1. Cut out the busy work
I don’t know about you, but I hate busy work. I’d rather be doing something productive, and knowing my efforts will yield some sort of positive results, than toiling around with the small stuff. In the fitness world, working out every day is nothing but busy work to me. To be in the gym that much means you either like hanging out at the gym…or you’re very inefficient.
When people finally decide to get in shape they often think the more, the better. You know, like working out 5 or 6 days a week….getting up at the crack of dawn each morning, or hitting the gym immediately after work every night.
The problem with this approach is almost no one can stick with it. The proofs in the pudding. Ever seen how busy a commercial gym is in January? Trust me, it looks quite a bit different come March.
The harsh fact is most people quit exercise programs after a few weeks….while a few ‘survivors’ might actually last a couple of months. Most people just don’t have the energy to keep up overly ambitious workout programs long-term.
What’s the point in exercising if you can’t stick with it long enough to see results, or more importantly, maintain what you have accomplished?
To me it’s all about sustainability. Only when your exercise program is brief and productive, does it become a long term proposition. And more importantly, all the benefits derived from exercise — from looking better, to feeling better, to performing better — are no longer fleeting moments, but your permanent reality.
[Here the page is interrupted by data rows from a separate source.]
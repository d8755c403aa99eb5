//! Default dataset used when a persisted record is missing or corrupt.
//!
//! Each record falls back independently, so for example a corrupt event log
//! does not force containers back to this seed.

use crate::model::container::{Container, LAYOUT};
use crate::model::event::{AuditEvent, EventId, EventKind};
use crate::model::item::{Item, ItemId};

/// First item id handed out on a fresh board (the seed uses ids 1..=6 with
/// id 2 retired).
pub const DEFAULT_NEXT_ITEM_ID: ItemId = 7;

/// First event id handed out on a fresh board (one past the seeded log).
pub const DEFAULT_NEXT_EVENT_ID: EventId = 6;

/// Seed items and the slots they start in.
const SEED_ITEMS: &[(u32, ItemId, &str)] = &[
    (3, 1, "Text box 1"),
    (4, 3, "Text box 3"),
    (5, 4, "Text box 4"),
    (5, 5, "Text box 5"),
    (7, 6, "Text box 6"),
];

/// Builds the default container set, seeded with the stock items.
///
/// `created_at` stamps every seed item; callers pass the current time.
pub fn default_containers(created_at: &str) -> Vec<Container> {
    LAYOUT
        .iter()
        .map(|spec| Container {
            id: spec.id,
            items: SEED_ITEMS
                .iter()
                .filter(|(slot, _, _)| *slot == spec.id)
                .map(|(_, id, text)| Item::new(*id, *text, created_at))
                .collect(),
        })
        .collect()
}

/// Builds the default audit log: one `create` entry per seed item, oldest
/// last (the log reads newest-first).
pub fn default_events(created_at: &str) -> Vec<AuditEvent> {
    let entries = [
        (1, "ID: 1 \"Text box 1\" created"),
        (2, "ID: 3 \"Text box 3\" created"),
        (3, "ID: 4 \"Text box 4\" created"),
        (4, "ID: 5 \"Text box 5\" created"),
        (5, "ID: 6 \"Text box 6\" created"),
    ];
    entries
        .iter()
        .rev()
        .map(|(id, text)| AuditEvent {
            id: *id,
            text: (*text).to_string(),
            created_at: created_at.to_string(),
            kind: EventKind::Create,
        })
        .collect()
}

#[cfg(test)]
mod tests {
    use super::{default_containers, default_events, DEFAULT_NEXT_EVENT_ID, DEFAULT_NEXT_ITEM_ID};

    #[test]
    fn seed_matches_layout_slots() {
        let containers = default_containers("2026-08-05T10:00:00.000Z");
        assert_eq!(containers.len(), 10);
        let bedford = containers.iter().find(|c| c.id == 5).unwrap();
        assert_eq!(bedford.items.len(), 2);
        assert_eq!(bedford.items[0].text, "Text box 4");
        let staging = containers.iter().find(|c| c.id == 2).unwrap();
        assert!(staging.items.is_empty());
    }

    #[test]
    fn counters_point_past_the_seed() {
        let containers = default_containers("2026-08-05T10:00:00.000Z");
        let max_item = containers
            .iter()
            .flat_map(|c| c.items.iter())
            .map(|item| item.id)
            .max()
            .unwrap();
        assert_eq!(DEFAULT_NEXT_ITEM_ID, max_item + 1);

        let events = default_events("2026-08-05T10:00:00.000Z");
        assert_eq!(events.len(), 5);
        assert_eq!(DEFAULT_NEXT_EVENT_ID, events.len() as u64 + 1);
    }

    #[test]
    fn seeded_log_reads_newest_first() {
        let events = default_events("2026-08-05T10:00:00.000Z");
        assert_eq!(events.first().unwrap().id, 5);
        assert_eq!(events.last().unwrap().id, 1);
    }
}
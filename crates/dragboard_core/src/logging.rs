//! Core logging bootstrap.
//!
//! # Responsibility
//! - Initialize file-based rolling logs exactly once per process.
//! - Carry the operator channel for persistence and load failures.
//!
//! # Invariants
//! - Logging init is idempotent for the same configuration.
//! - Re-initialization with a conflicting configuration is rejected.
//! - Initialization never panics.

use flexi_logger::{Cleanup, Criterion, FileSpec, Logger, LoggerHandle, Naming, WriteMode};
use log::info;
use once_cell::sync::OnceCell;
use std::path::{Path, PathBuf};

const LOG_FILE_BASENAME: &str = "dragboard";
const MAX_LOG_FILE_SIZE_BYTES: u64 = 10 * 1024 * 1024;
const MAX_LOG_FILES: usize = 5;

static LOGGING_STATE: OnceCell<LoggingState> = OnceCell::new();

struct LoggingState {
    level: &'static str,
    log_dir: PathBuf,
    _logger: LoggerHandle,
}

/// Initializes rolling file logging with the given level and directory.
///
/// Repeated calls with the same configuration are idempotent; a call that
/// would change the level or directory of an already-active logger is
/// rejected with a human-readable error string.
pub fn init_logging(level: &str, log_dir: &str) -> Result<(), String> {
    let level = normalize_level(level)?;
    let log_dir = normalize_log_dir(log_dir)?;

    let state = LOGGING_STATE.get_or_try_init(|| start_logger(level, log_dir.clone()))?;

    if state.log_dir != log_dir {
        return Err(format!(
            "logging already initialized at `{}`; refusing to switch to `{}`",
            state.log_dir.display(),
            log_dir.display()
        ));
    }
    if state.level != level {
        return Err(format!(
            "logging already initialized with level `{}`; refusing to switch to `{}`",
            state.level, level
        ));
    }
    Ok(())
}

/// Returns `(level, log_dir)` when logging is active, `None` otherwise.
pub fn logging_status() -> Option<(&'static str, PathBuf)> {
    LOGGING_STATE
        .get()
        .map(|state| (state.level, state.log_dir.clone()))
}

/// Default log level for the current build mode.
pub fn default_log_level() -> &'static str {
    if cfg!(debug_assertions) {
        "debug"
    } else {
        "info"
    }
}

fn start_logger(level: &'static str, log_dir: PathBuf) -> Result<LoggingState, String> {
    std::fs::create_dir_all(&log_dir)
        .map_err(|err| format!("failed to create log directory `{}`: {err}", log_dir.display()))?;

    let logger = Logger::try_with_str(level)
        .map_err(|err| format!("invalid log level `{level}`: {err}"))?
        .log_to_file(
            FileSpec::default()
                .directory(log_dir.as_path())
                .basename(LOG_FILE_BASENAME),
        )
        .rotate(
            Criterion::Size(MAX_LOG_FILE_SIZE_BYTES),
            Naming::Numbers,
            Cleanup::KeepLogFiles(MAX_LOG_FILES),
        )
        .write_mode(WriteMode::BufferAndFlush)
        .append()
        .format_for_files(flexi_logger::detailed_format)
        .start()
        .map_err(|err| format!("failed to start logger: {err}"))?;

    info!(
        "event=logging_init module=core status=ok level={} log_dir={} version={}",
        level,
        log_dir.display(),
        env!("CARGO_PKG_VERSION")
    );

    Ok(LoggingState {
        level,
        log_dir,
        _logger: logger,
    })
}

fn normalize_level(level: &str) -> Result<&'static str, String> {
    match level.trim().to_ascii_lowercase().as_str() {
        "trace" => Ok("trace"),
        "debug" => Ok("debug"),
        "info" => Ok("info"),
        "warn" | "warning" => Ok("warn"),
        "error" => Ok("error"),
        other => Err(format!(
            "unsupported log level `{other}`; expected trace|debug|info|warn|error"
        )),
    }
}

fn normalize_log_dir(log_dir: &str) -> Result<PathBuf, String> {
    let trimmed = log_dir.trim();
    if trimmed.is_empty() {
        return Err("log_dir cannot be empty".to_string());
    }
    let path = Path::new(trimmed);
    if !path.is_absolute() {
        return Err(format!("log_dir must be an absolute path, got `{trimmed}`"));
    }
    Ok(path.to_path_buf())
}
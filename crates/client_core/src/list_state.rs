//! Client-side cache of teacher records plus the search and filter inputs
//! that shape what the list shows.

use std::str::FromStr;

use shared::{
    domain::{Subject, TeacherId, TeacherRecord, TeacherStatus},
    error::FetchError,
};
use tracing::{debug, info, warn};

use crate::{
    gateway::TeacherGateway,
    notify::{Notification, NotificationSink},
};

pub const ALL_FILTER_LABEL: &str = "All";

/// A select box with an "All" sentinel in front of the real options.
#[derive(Debug, Clone, Copy, PartialEq, Eq)]
pub enum FilterChoice<T> {
    All,
    Only(T),
}

impl<T> Default for FilterChoice<T> {
    fn default() -> Self {
        FilterChoice::All
    }
}

impl<T: PartialEq> FilterChoice<T> {
    pub fn admits(&self, value: &T) -> bool {
        match self {
            FilterChoice::All => true,
            FilterChoice::Only(wanted) => wanted == value,
        }
    }
}

impl<T: FromStr> FilterChoice<T> {
    /// Blank input and "All" (any case) both mean no filtering.
    pub fn parse(raw: &str) -> Result<Self, T::Err> {
        let trimmed = raw.trim();
        if trimmed.is_empty() || trimmed.eq_ignore_ascii_case(ALL_FILTER_LABEL) {
            return Ok(FilterChoice::All);
        }
        trimmed.parse().map(FilterChoice::Only)
    }
}

#[derive(Debug, Clone, Copy, PartialEq)]
pub struct TeacherStats {
    pub total: usize,
    pub active: usize,
    pub total_classes: i64,
    /// Mean years of experience, rounded to one decimal. `0.0` when empty.
    pub average_experience: f64,
}

#[derive(Debug, Clone, Copy, PartialEq, Eq, PartialOrd, Ord)]
pub struct ReloadTicket(u64);

#[derive(Debug, Clone, PartialEq)]
pub enum ReloadOutcome {
    Applied { count: usize },
    Failed(FetchError),
    /// A newer reload was issued before this one settled; its result was dropped.
    Stale,
}

#[derive(Debug, Default)]
pub struct TeacherListState {
    records: Vec<TeacherRecord>,
    loading: bool,
    search_term: String,
    subject_filter: FilterChoice<Subject>,
    status_filter: FilterChoice<TeacherStatus>,
    latest_ticket: u64,
}

impl TeacherListState {
    pub fn new() -> Self {
        Self::default()
    }

    pub fn records(&self) -> &[TeacherRecord] {
        &self.records
    }

    pub fn find(&self, id: &TeacherId) -> Option<&TeacherRecord> {
        self.records.iter().find(|record| &record.id == id)
    }

    pub fn loading(&self) -> bool {
        self.loading
    }

    pub fn search_term(&self) -> &str {
        &self.search_term
    }

    pub fn subject_filter(&self) -> FilterChoice<Subject> {
        self.subject_filter
    }

    pub fn status_filter(&self) -> FilterChoice<TeacherStatus> {
        self.status_filter
    }

    pub fn set_search_term(&mut self, term: impl Into<String>) {
        self.search_term = term.into();
    }

    pub fn set_subject_filter(&mut self, filter: FilterChoice<Subject>) {
        self.subject_filter = filter;
    }

    pub fn set_status_filter(&mut self, filter: FilterChoice<TeacherStatus>) {
        self.status_filter = filter;
    }

    /// Clears search and filters. Cached records are left alone.
    pub fn reset_filters(&mut self) {
        self.search_term.clear();
        self.subject_filter = FilterChoice::All;
        self.status_filter = FilterChoice::All;
    }

    /// Fetches the full list and replaces the cache with it.
    ///
    /// Failures go to `sink`. `loading` is cleared on every exit path,
    /// including when this future is dropped before the gateway answers.
    pub async fn reload(
        &mut self,
        gateway: &dyn TeacherGateway,
        sink: &dyn NotificationSink,
    ) -> ReloadOutcome {
        let ticket = self.begin_reload();
        let pending = PendingReload {
            state: self,
            ticket: Some(ticket),
        };
        let result = gateway.list().await;
        pending.finish(result, sink)
    }

    /// Starts a reload whose response will be applied with
    /// [`TeacherListState::finish_reload`]. Issuing a new ticket makes every
    /// earlier one stale.
    pub fn begin_reload(&mut self) -> ReloadTicket {
        self.latest_ticket += 1;
        self.loading = true;
        ReloadTicket(self.latest_ticket)
    }

    pub fn finish_reload(
        &mut self,
        ticket: ReloadTicket,
        result: Result<Vec<TeacherRecord>, FetchError>,
        sink: &dyn NotificationSink,
    ) -> ReloadOutcome {
        let current = ticket.0 == self.latest_ticket;
        if current {
            self.loading = false;
        }

        match result {
            Ok(records) if current => {
                info!(count = records.len(), "teacher list reloaded");
                let count = records.len();
                self.records = records;
                ReloadOutcome::Applied { count }
            }
            Ok(_) => {
                debug!(
                    ticket = ticket.0,
                    latest = self.latest_ticket,
                    "discarding stale teacher list"
                );
                ReloadOutcome::Stale
            }
            Err(err) => {
                warn!(error = %err, stale = !current, "failed to load teachers");
                sink.notify(Notification::error(err.message.clone()));
                ReloadOutcome::Failed(err)
            }
        }
    }

    /// Settles a ticket that will never get a response.
    pub fn abandon_reload(&mut self, ticket: ReloadTicket) {
        if ticket.0 == self.latest_ticket {
            self.loading = false;
        }
    }

    pub fn matches(&self, record: &TeacherRecord) -> bool {
        self.matches_needle(record, &self.search_needle())
    }

    /// Records passing search and both filters, in server order.
    pub fn filtered_view(&self) -> impl Iterator<Item = &TeacherRecord> + '_ {
        let needle = self.search_needle();
        self.records
            .iter()
            .filter(move |record| self.matches_needle(record, &needle))
    }

    fn search_needle(&self) -> String {
        self.search_term.trim().to_lowercase()
    }

    fn matches_needle(&self, record: &TeacherRecord, needle: &str) -> bool {
        let search_hit = needle.is_empty()
            || record.name.to_lowercase().contains(needle)
            || record.email.to_lowercase().contains(needle)
            || record.subject.label().to_lowercase().contains(needle);

        search_hit
            && self.subject_filter.admits(&record.subject)
            && self.status_filter.admits(&record.status)
    }

    pub fn derived_stats(&self) -> TeacherStats {
        let total = self.records.len();
        let active = self
            .records
            .iter()
            .filter(|record| record.status == TeacherStatus::Active)
            .count();
        let total_classes = self.records.iter().map(|record| record.classes).sum();
        let average_experience = if total == 0 {
            0.0
        } else {
            let sum: i64 = self.records.iter().map(|record| record.experience).sum();
            (sum as f64 / total as f64 * 10.0).round() / 10.0
        };

        TeacherStats {
            total,
            active,
            total_classes,
            average_experience,
        }
    }
}

struct PendingReload<'a> {
    state: &'a mut TeacherListState,
    ticket: Option<ReloadTicket>,
}

impl PendingReload<'_> {
    fn finish(
        mut self,
        result: Result<Vec<TeacherRecord>, FetchError>,
        sink: &dyn NotificationSink,
    ) -> ReloadOutcome {
        match self.ticket.take() {
            Some(ticket) => self.state.finish_reload(ticket, result, sink),
            None => ReloadOutcome::Stale,
        }
    }
}

impl Drop for PendingReload<'_> {
    fn drop(&mut self) {
        if let Some(ticket) = self.ticket.take() {
            self.state.abandon_reload(ticket);
        }
    }
}

#[cfg(test)]
#[path = "tests/list_state_tests.rs"]
mod tests;
//! Field rules for a teacher draft. Pure: no I/O, and the clock is a parameter
//! of [`validate_at`].

use std::{collections::BTreeMap, fmt, ops::RangeInclusive};

use chrono::{DateTime, Utc};

use crate::domain::TeacherDraft;

pub const CLASSES_RANGE: RangeInclusive<i64> = 1..=10;
pub const EXPERIENCE_RANGE: RangeInclusive<i64> = 0..=50;
pub const TOTAL_STUDENTS_RANGE: RangeInclusive<i64> = 0..=1000;
pub const RATING_RANGE: RangeInclusive<f64> = 0.0..=5.0;

#[derive(Debug, Clone, Copy, PartialEq, Eq, PartialOrd, Ord, Hash)]
pub enum TeacherField {
    Name,
    Email,
    Phone,
    Subject,
    Classes,
    Experience,
    TotalStudents,
    Rating,
    JoinDate,
}

impl TeacherField {
    /// Key used in the error mapping; matches the JSON field name.
    pub fn key(self) -> &'static str {
        match self {
            TeacherField::Name => "name",
            TeacherField::Email => "email",
            TeacherField::Phone => "phone",
            TeacherField::Subject => "subject",
            TeacherField::Classes => "classes",
            TeacherField::Experience => "experience",
            TeacherField::TotalStudents => "totalStudents",
            TeacherField::Rating => "rating",
            TeacherField::JoinDate => "joinDate",
        }
    }

    pub fn label(self) -> &'static str {
        match self {
            TeacherField::Name => "Name",
            TeacherField::Email => "Email",
            TeacherField::Phone => "Phone",
            TeacherField::Subject => "Subject",
            TeacherField::Classes => "Classes",
            TeacherField::Experience => "Experience",
            TeacherField::TotalStudents => "Total students",
            TeacherField::Rating => "Rating",
            TeacherField::JoinDate => "Join date",
        }
    }
}

#[derive(Debug, Clone, PartialEq)]
pub enum FieldError {
    Required,
    Format,
    Range { min: f64, max: f64 },
    FutureDate,
}

impl FieldError {
    pub fn message_for(&self, field: TeacherField) -> String {
        let label = field.label();
        match self {
            FieldError::Required => format!("{label} is required"),
            FieldError::Format => format!("{label} is not a valid address"),
            FieldError::Range { min, max } => format!("{label} must be between {min} and {max}"),
            FieldError::FutureDate => format!("{label} cannot be in the future"),
        }
    }
}

/// Every rule violation of one draft, keyed by field. Empty means valid.
#[derive(Debug, Clone, Default, PartialEq)]
pub struct ValidationErrors {
    errors: BTreeMap<TeacherField, FieldError>,
}

impl ValidationErrors {
    pub fn is_empty(&self) -> bool {
        self.errors.is_empty()
    }

    pub fn len(&self) -> usize {
        self.errors.len()
    }

    pub fn get(&self, field: TeacherField) -> Option<&FieldError> {
        self.errors.get(&field)
    }

    pub fn contains(&self, field: TeacherField) -> bool {
        self.errors.contains_key(&field)
    }

    pub fn fields(&self) -> impl Iterator<Item = TeacherField> + '_ {
        self.errors.keys().copied()
    }

    pub fn retain(&mut self, mut keep: impl FnMut(TeacherField) -> bool) {
        self.errors.retain(|field, _| keep(*field));
    }

    /// Field key and inline message pairs, in form field order.
    pub fn messages(&self) -> Vec<(&'static str, String)> {
        self.errors
            .iter()
            .map(|(field, error)| (field.key(), error.message_for(*field)))
            .collect()
    }

    fn insert(&mut self, field: TeacherField, error: FieldError) {
        self.errors.insert(field, error);
    }
}

impl fmt::Display for ValidationErrors {
    fn fmt(&self, f: &mut fmt::Formatter<'_>) -> fmt::Result {
        let mut first = true;
        for (field, error) in &self.errors {
            if !first {
                f.write_str("; ")?;
            }
            first = false;
            f.write_str(&error.message_for(*field))?;
        }
        Ok(())
    }
}

impl std::error::Error for ValidationErrors {}

pub fn validate(draft: &TeacherDraft) -> ValidationErrors {
    validate_at(draft, Utc::now())
}

pub fn validate_at(draft: &TeacherDraft, now: DateTime<Utc>) -> ValidationErrors {
    let mut errors = ValidationErrors::default();

    if draft.name.trim().is_empty() {
        errors.insert(TeacherField::Name, FieldError::Required);
    }

    if draft.email.trim().is_empty() {
        errors.insert(TeacherField::Email, FieldError::Required);
    } else if !is_email_shaped(draft.email.trim()) {
        errors.insert(TeacherField::Email, FieldError::Format);
    }

    if draft.phone.trim().is_empty() {
        errors.insert(TeacherField::Phone, FieldError::Required);
    }

    if draft.subject.is_none() {
        errors.insert(TeacherField::Subject, FieldError::Required);
    }

    if !CLASSES_RANGE.contains(&draft.classes) {
        errors.insert(TeacherField::Classes, int_range(&CLASSES_RANGE));
    }
    if !EXPERIENCE_RANGE.contains(&draft.experience) {
        errors.insert(TeacherField::Experience, int_range(&EXPERIENCE_RANGE));
    }
    if !TOTAL_STUDENTS_RANGE.contains(&draft.total_students) {
        errors.insert(TeacherField::TotalStudents, int_range(&TOTAL_STUDENTS_RANGE));
    }
    // NaN fails `contains` and lands here too.
    if !RATING_RANGE.contains(&draft.rating) {
        errors.insert(
            TeacherField::Rating,
            FieldError::Range {
                min: *RATING_RANGE.start(),
                max: *RATING_RANGE.end(),
            },
        );
    }

    match draft.join_date {
        None => errors.insert(TeacherField::JoinDate, FieldError::Required),
        Some(join_date) if join_date > now => {
            errors.insert(TeacherField::JoinDate, FieldError::FutureDate)
        }
        Some(_) => {}
    }

    errors
}

fn int_range(bounds: &RangeInclusive<i64>) -> FieldError {
    FieldError::Range {
        min: *bounds.start() as f64,
        max: *bounds.end() as f64,
    }
}

/// `local@domain.tld` with no whitespace and every segment non-empty.
pub fn is_email_shaped(email: &str) -> bool {
    if email.is_empty() || email.chars().any(char::is_whitespace) {
        return false;
    }

    email.match_indices('@').any(|(at, _)| {
        let domain = &email[at + 1..];
        at > 0
            && domain
                .match_indices('.')
                .any(|(dot, _)| dot > 0 && dot + 1 < domain.len())
    })
}

#[cfg(test)]
#[path = "tests/validation_tests.rs"]
mod tests;
pub mod domain;
pub mod error;
pub mod protocol;
pub mod validation;
//! Client-side core of the teacher admin screen: the backend gateway, the
//! cached list with its filters, and the add/edit/delete dialogs.

pub mod coordinators;
pub mod gateway;
pub mod list_state;
pub mod notify;
pub mod screen;

pub use coordinators::{
    AddTeacherModal, CoordinatorError, DeleteTeacherModal, EditTeacherModal, ModalPhase,
    DELETE_CONFIRMATION_TOKEN,
};
pub use gateway::{HttpTeacherGateway, TeacherGateway};
pub use list_state::{FilterChoice, ReloadOutcome, ReloadTicket, TeacherListState, TeacherStats};
pub use notify::{BroadcastNotifier, Notification, NotificationLevel, NotificationSink};
pub use screen::{AdminAction, ScreenView, TeacherAdminScreen};

#[cfg(test)]
#[path = "tests/support.rs"]
pub(crate) mod test_support;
2. Avoid ‘Extreme’ Workouts
There’s another downside to an endless parade of daily workouts.
No one likes to talk about the I-word but it’s a reality for far too many people.
When you are just getting started with a fitness program your muscles, tendons, bones and other connective tissue are less accustomed to the forces they’ll encounter.
Over do it too much or step the wrong way, and the emergency room may be your next stop.
There are over 20 million injuries per year as result of participating in recreational fitness activities — which incidentally might also explain why the biggest house on the block is owned by an orthopedic doc.
The good doc is also grateful, no doubt, to the amount of “referrals” he gets from extreme exercise programs like Crossfit, P90X and bootcamps. While there is something to be said for the energy and spirit of these programs, let’s be honest — I doubt you could purposefully design fitness activities that could put you at greater risk.
If injury were to occur keep in mind it’s considerably harder to go to work Monday morning in a cast or splint.
Be aware also that many of these injuries are not just isolated, one-time events.
There are long term consequences that may include pain medications, doctors bills, surgeries, and arthritis that the devil himself may gift you as a result of tearing your rotator cuff, spraining a knee, or some other nasty injury.
3. See the Big Picture
I said it before, and I’ll say it again — if you can’t maintain an exercise or fitness program for the long haul, it has limited value.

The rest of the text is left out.